The reagent required to effect methylation conversion is a bisulphite conversion reagent. Exemplary conversion reagents include methyl code from ThermoFisher, inc TM Bisulfite Conversion Kit (MECOV 50) or EZ DNA methylation-Lighting Kit (D5030) or EZ DNA Methylation-Gold Kit (D5006) of ZYMO research.
The reagents required for DNA amplification include amplification buffer, 4 dNTPs, index primer and DNA polymerase. Exemplary DNA polymerases include Phusion U Hot Start DNA Polymerase (Thermo Scientific TM F555L), pfuTurbo Cx Hotstart DNA Polymerase (Agilent Technologies, 600410), taq DNA Polymerase (Takara, R007Q), lafU DNA Polymerase (Cvent, lafU DNA Polymerase), taq DNA Polymerase (NEB, E5000S). Exemplary index primers include the primer sequences shown in Table B.
The purification reagents included in the kit may be reagents for purifying genomic DNA and/or reagents for purifying cleavage products. Genomic DNA may be purified by magnetic bead or column purification. Preferred magnetic beads may be selected from Backman Ampure Xp beads and Vazyme VAHTS DNA Clean Beads. Typically, the volume ratio of purified magnetic beads to sample can be in the range of 0.8 to 2 times. In the case of column purification, column purification may be performed using the common DNA product purification kit for Tiangen (DP 204). For the cleavage products, magnetic beads can be used for purification. Thus, magnetic beads and/or columns for purification may be included in the kits of the invention.
The kit may also be a DNA sequencing kit. Thus, reagents required for DNA testing may also be included in the kit.
In some embodiments, the kits of the invention contain the restriction enzyme and a linker sequence associated therewith. Preferably, such kits may also contain a T4 DNA ligase and index primer.
The invention also includes the use of restriction enzymes, such as one or more of MSP I, haeIII, banII, hpyCH4V, aluI, sphI, bssSI restriction enzymes, and a linker sequence having a terminus that matches the terminus of the cleaved product thereof, in the construction of a DNA methylation library, or in the preparation of a kit for the construction of a DNA methylation library.
Advantages of the invention include, but are not limited to: purifying the enzyme before enzyme digestion reaction to ensure sufficient enzyme digestion, avoid enzyme digestion deviation and insufficient enzyme digestion; the optimized restriction enzyme is used for enzyme digestion, and the methylation joint sequence matched with the optimized restriction enzyme is used for connection, so that the enrichment efficiency of CpG sites in a promoter region and a CpG island region in a genome is improved; after the ligation reaction, adding carrier DNA to improve the purification of the ligation product and the recovery efficiency of bisulfite conversion; the preferred fragment sorting method ensures experimental operation stability and sample reproducibility.

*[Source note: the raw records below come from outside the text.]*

/// Append-only log of sample chunks for one capture.
///
/// Chunks are copied in on arrival because the caller's buffer is reused
/// once the delivery callback returns. `finalize` consumes the log, so no
/// chunk can be appended after the buffer has been produced.
#[derive(Debug, Default)]
pub struct ChunkLog {
    chunks: Vec<Vec<f32>>,
    total_samples: usize,
}

impl ChunkLog {
    pub fn new() -> Self {
        Self::default()
    }

    /// Copy a delivered chunk onto the end of the log.
    pub fn append(&mut self, chunk: &[f32]) {
        self.total_samples += chunk.len();
        self.chunks.push(chunk.to_vec());
    }

    /// Number of chunks appended so far.
    pub fn chunk_count(&self) -> usize {
        self.chunks.len()
    }

    /// Total samples across all chunks.
    pub fn sample_count(&self) -> usize {
        self.total_samples
    }

    pub fn is_empty(&self) -> bool {
        self.total_samples == 0
    }

    /// Concatenate every chunk in arrival order.
    pub fn finalize(self) -> Vec<f32> {
        let mut samples = Vec::with_capacity(self.total_samples);
        for chunk in self.chunks {
            samples.extend_from_slice(&chunk);
        }
        samples
    }
}
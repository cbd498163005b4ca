//! A safe, zero-copy parser for DirectX shader bytecode containers (`DXBC`)
//! and the Metal backend reflection chunks embedded in them.
//!
//! Shader blobs arrive from an offline HLSL cross-compiler and are treated
//! as **untrusted**: parsing never panics or reads out of bounds on
//! malformed data.
//!
//! This crate provides:
//!
//! - Container parsing with strict bounds validation ([`DxbcFile`]).
//! - Parsers for the chunks the translation runtime needs:
//!   - `RDEF` (constant buffers + bound resources)
//!   - `ISGN`/`OSGN` and their extended `ISG1`/`OSG1` variants
//!   - `MTLX`, the backend trailer written by the HLSL-to-MSL
//!     cross-compiler (sampler map, symbol tables, MSL source, compute
//!     thread-group dimensions)
//! - [`ShaderReflection`], the one-pass aggregate of all of the above.

#![forbid(unsafe_code)]
#![deny(missing_docs)]

mod container;
mod error;
mod fourcc;
mod read;

/// Parser for the Metal backend extension chunk (`MTLX`).
pub mod mtlx;
/// Parser for DXBC resource definition chunks (`RDEF`).
pub mod rdef;
/// High-level reflection aggregate and chunk lookup helpers.
pub mod reflection;
/// Parsers for DXBC signature chunks (`ISGN`, `OSGN`, ...).
pub mod signature;

/// Builders for synthetic shader containers in tests.
///
/// Only available when compiling this crate's own tests or with the
/// `test-utils` feature. Not part of the stable parsing API.
#[cfg(any(test, feature = "test-utils"))]
pub mod test_utils;

#[cfg(test)]
mod tests_container;
#[cfg(test)]
mod tests_mtlx;
#[cfg(test)]
mod tests_rdef;
#[cfg(test)]
mod tests_reflection;
#[cfg(test)]
mod tests_signature;

pub use crate::container::{DxbcChunk, DxbcFile, DxbcHeader};
pub use crate::error::{DxbcError, DxbcErrorKind};
pub use crate::fourcc::FourCC;
pub use crate::mtlx::{
    parse_mtlx_chunk, MtlxChunk, MtlxSamplerMapEntry, MtlxStage, MtlxStageExt, MtlxSymbol,
    MTLX_FOURCC,
};
pub use crate::rdef::{
    parse_rdef_chunk, RdefChunk, RdefConstantBuffer, RdefInputType, RdefResourceBinding,
    RdefVariable,
};
pub use crate::reflection::{get_rdef, get_signature, ShaderReflection, VERTEX_BUFFER_PREFIX};
pub use crate::signature::{
    parse_signature_chunk, parse_signature_chunk_for_fourcc, SignatureChunk, SignatureParameter,
};
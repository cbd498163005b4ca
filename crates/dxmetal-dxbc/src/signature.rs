//! Parsers for DXBC signature chunks (`ISGN`, `OSGN` and `ISG1`, `OSG1`).
//!
//! Signatures map shader inputs/outputs to registers and semantics. The
//! vertex input signature drives vertex-descriptor construction; the
//! fragment output signature drives attachment validation.

use crate::error::DxbcError;
use crate::fourcc::FourCC;
use crate::read;

const SIGNATURE_HEADER_LEN: usize = 8;
const ENTRY_LEN_LEGACY: usize = 24;
const ENTRY_LEN_EXTENDED: usize = 32;

/// A parsed signature chunk.
#[derive(Debug, Clone, PartialEq, Eq)]
pub struct SignatureChunk {
    /// Signature parameters in record order.
    pub parameters: Vec<SignatureParameter>,
}

/// A single parameter of a shader signature.
#[derive(Debug, Clone, PartialEq, Eq)]
pub struct SignatureParameter {
    /// Semantic name (e.g. `"POSITION"`, `"TEXCOORD"`).
    pub semantic_name: String,
    /// Semantic index (`1` for `TEXCOORD1`).
    pub semantic_index: u32,
    /// System value type (`D3D_NAME`), raw.
    pub system_value_type: u32,
    /// Register component type (`D3D_REGISTER_COMPONENT_TYPE`), raw.
    pub component_type: u32,
    /// Assigned register index.
    pub register: u32,
    /// Component presence mask.
    pub mask: u8,
    /// Read (inputs) or write (outputs) mask.
    pub read_write_mask: u8,
    /// Geometry-shader stream index; `0` in the legacy encoding.
    pub stream: u32,
}

/// Parses a signature chunk payload, inferring the entry layout.
pub fn parse_signature_chunk(bytes: &[u8]) -> Result<SignatureChunk, DxbcError> {
    parse_signature_chunk_impl(None, bytes)
}

/// Parses a signature chunk payload, using `fourcc` to pick the entry layout
/// (`*SG1` identifiers use the extended 32-byte records).
pub fn parse_signature_chunk_for_fourcc(
    fourcc: FourCC,
    bytes: &[u8],
) -> Result<SignatureChunk, DxbcError> {
    parse_signature_chunk_impl(Some(fourcc), bytes)
}

fn parse_signature_chunk_impl(
    fourcc: Option<FourCC>,
    bytes: &[u8],
) -> Result<SignatureChunk, DxbcError> {
    if bytes.len() < SIGNATURE_HEADER_LEN {
        return Err(DxbcError::invalid_chunk(format!(
            "signature chunk is truncated: need {SIGNATURE_HEADER_LEN} bytes for header, got {}",
            bytes.len()
        )));
    }

    let param_count = read::u32_le(bytes, 0, "param_count")? as usize;
    let param_offset = read::u32_le(bytes, 4, "param_offset")? as usize;

    if param_count == 0 {
        return Ok(SignatureChunk {
            parameters: Vec::new(),
        });
    }
    if param_offset < SIGNATURE_HEADER_LEN {
        return Err(DxbcError::invalid_chunk(format!(
            "param_offset {param_offset} points into signature header"
        )));
    }

    match fourcc {
        // An explicit chunk ID is authoritative: `*SG1` identifiers use the
        // extended 32-byte records, everything else the legacy 24-byte ones.
        Some(f) => {
            let entry_len = if f.0[3] == b'1' {
                ENTRY_LEN_EXTENDED
            } else {
                ENTRY_LEN_LEGACY
            };
            let parameters = parse_entries(bytes, param_count, param_offset, entry_len)?;
            Ok(SignatureChunk { parameters })
        }
        // Without an ID the layout pick is heuristic; retry once with the
        // other record size before giving up.
        None => {
            let entry_len = if detect_extended_layout(bytes, param_offset) {
                ENTRY_LEN_EXTENDED
            } else {
                ENTRY_LEN_LEGACY
            };
            match parse_entries(bytes, param_count, param_offset, entry_len) {
                Ok(parameters) => Ok(SignatureChunk { parameters }),
                Err(first) => {
                    let other = ENTRY_LEN_LEGACY + ENTRY_LEN_EXTENDED - entry_len;
                    parse_entries(bytes, param_count, param_offset, other)
                        .map(|parameters| SignatureChunk { parameters })
                        .map_err(|second| {
                            DxbcError::invalid_chunk(format!(
                                "failed to parse signature entries ({entry_len}-byte layout: {}; \
                                 {other}-byte layout: {})",
                                first.context(),
                                second.context()
                            ))
                        })
                }
            }
        }
    }
}

fn parse_entries(
    bytes: &[u8],
    param_count: usize,
    param_offset: usize,
    entry_len: usize,
) -> Result<Vec<SignatureParameter>, DxbcError> {
    let table_end = param_count
        .checked_mul(entry_len)
        .and_then(|len| param_offset.checked_add(len))
        .ok_or_else(|| DxbcError::invalid_chunk("signature table size overflows"))?;
    if table_end > bytes.len() {
        return Err(DxbcError::invalid_chunk(format!(
            "signature table at {param_offset}..{table_end} is outside chunk length {}",
            bytes.len()
        )));
    }

    let mut parameters = Vec::with_capacity(param_count);
    for i in 0..param_count {
        let entry = param_offset + i * entry_len;

        // The extended layout prepends a stream dword; the remaining fields
        // shift by 4.
        let (stream, base) = if entry_len == ENTRY_LEN_EXTENDED {
            (read::u32_le(bytes, entry, "stream")?, entry + 4)
        } else {
            (0, entry)
        };

        let name_offset = read::u32_le(bytes, base, "semantic_name_offset")? as usize;
        let semantic_index = read::u32_le(bytes, base + 4, "semantic_index")?;
        let system_value_type = read::u32_le(bytes, base + 8, "system_value_type")?;
        let component_type = read::u32_le(bytes, base + 12, "component_type")?;
        let register = read::u32_le(bytes, base + 16, "register")?;
        let mask = read::byte(bytes, base + 20, "mask")?;
        let read_write_mask = read::byte(bytes, base + 21, "read_write_mask")?;

        if (param_offset..table_end).contains(&name_offset) {
            return Err(DxbcError::invalid_chunk(format!(
                "entry {i} semantic_name_offset {name_offset} points into the signature table"
            )));
        }
        let semantic_name = read::cstring(bytes, name_offset, "semantic_name")
            .map_err(|e| DxbcError::invalid_chunk(format!("entry {i}: {}", e.context())))?;

        parameters.push(SignatureParameter {
            semantic_name: semantic_name.to_owned(),
            semantic_index,
            system_value_type,
            component_type,
            register,
            mask,
            read_write_mask,
            stream,
        });
    }
    Ok(parameters)
}

fn detect_extended_layout(bytes: &[u8], param_offset: usize) -> bool {
    // Heuristic for ambiguous chunk IDs: in the extended layout the first
    // dword of the first entry is the stream index, a tiny value. In the
    // legacy layout the same dword is a string-table offset, which for any
    // real shader lands well past the 8-byte header.
    let Some(end) = param_offset.checked_add(4) else {
        return false;
    };
    let Some(slice) = bytes.get(param_offset..end) else {
        return false;
    };
    u32::from_le_bytes([slice[0], slice[1], slice[2], slice[3]]) <= 3
}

In addition, the preferred reagents and experimental procedures or methods are selected to ensure experimental operation stability and sample reproducibility. In addition, the conventional method requires end repair, alignment and addition of A to the cleavage products, so that all cleavage products have sticky ends A without specificity, and therefore, for DNA samples with poor quality, such as FFPE DNA and cfDNA, the subsequent treatment can amplify impurity DNA sequences together, thereby greatly reducing enrichment efficiency; unlike the existing methods, the present invention does not perform end repair, repair and sticky ends, and thus, the present invention can recover an enzyme-cleaved product having only both ends cleaved by enzyme. Thus, even for poor quality DNA samples, such as FFPE DNA and cfDNA, the invention can achieve very high experimental stability and better CpG island or promoter region enrichment efficiency.
The invention will be illustrated by way of specific examples. It should be understood that these examples are illustrative only and are not intended to limit the scope of the present invention. The methods and reagents used in the examples, unless otherwise indicated, are those conventional in the art and are, for example, commercially available.
Example 1
Magnetic bead purification of the extracted DNA
1. The AMPure magnetic beads were taken out half an hour in advance and left at room temperature. After vortexing and mixing the beads, 50 μl of the beads were added to 50 μl of DNA solution, and the mixture was blown and mixed with a pipette. The mixture was left at room temperature for 5 minutes.
2. Transferred to a magnetic rack until the liquid is completely clear.
3. The supernatant was discarded and the beads were washed with 150 μl of freshly prepared 80% ethanol, held on a magnetic rack.
4. Repeat step 3.
5. The ethanol was completely removed and the lid was opened and dried for 5 minutes.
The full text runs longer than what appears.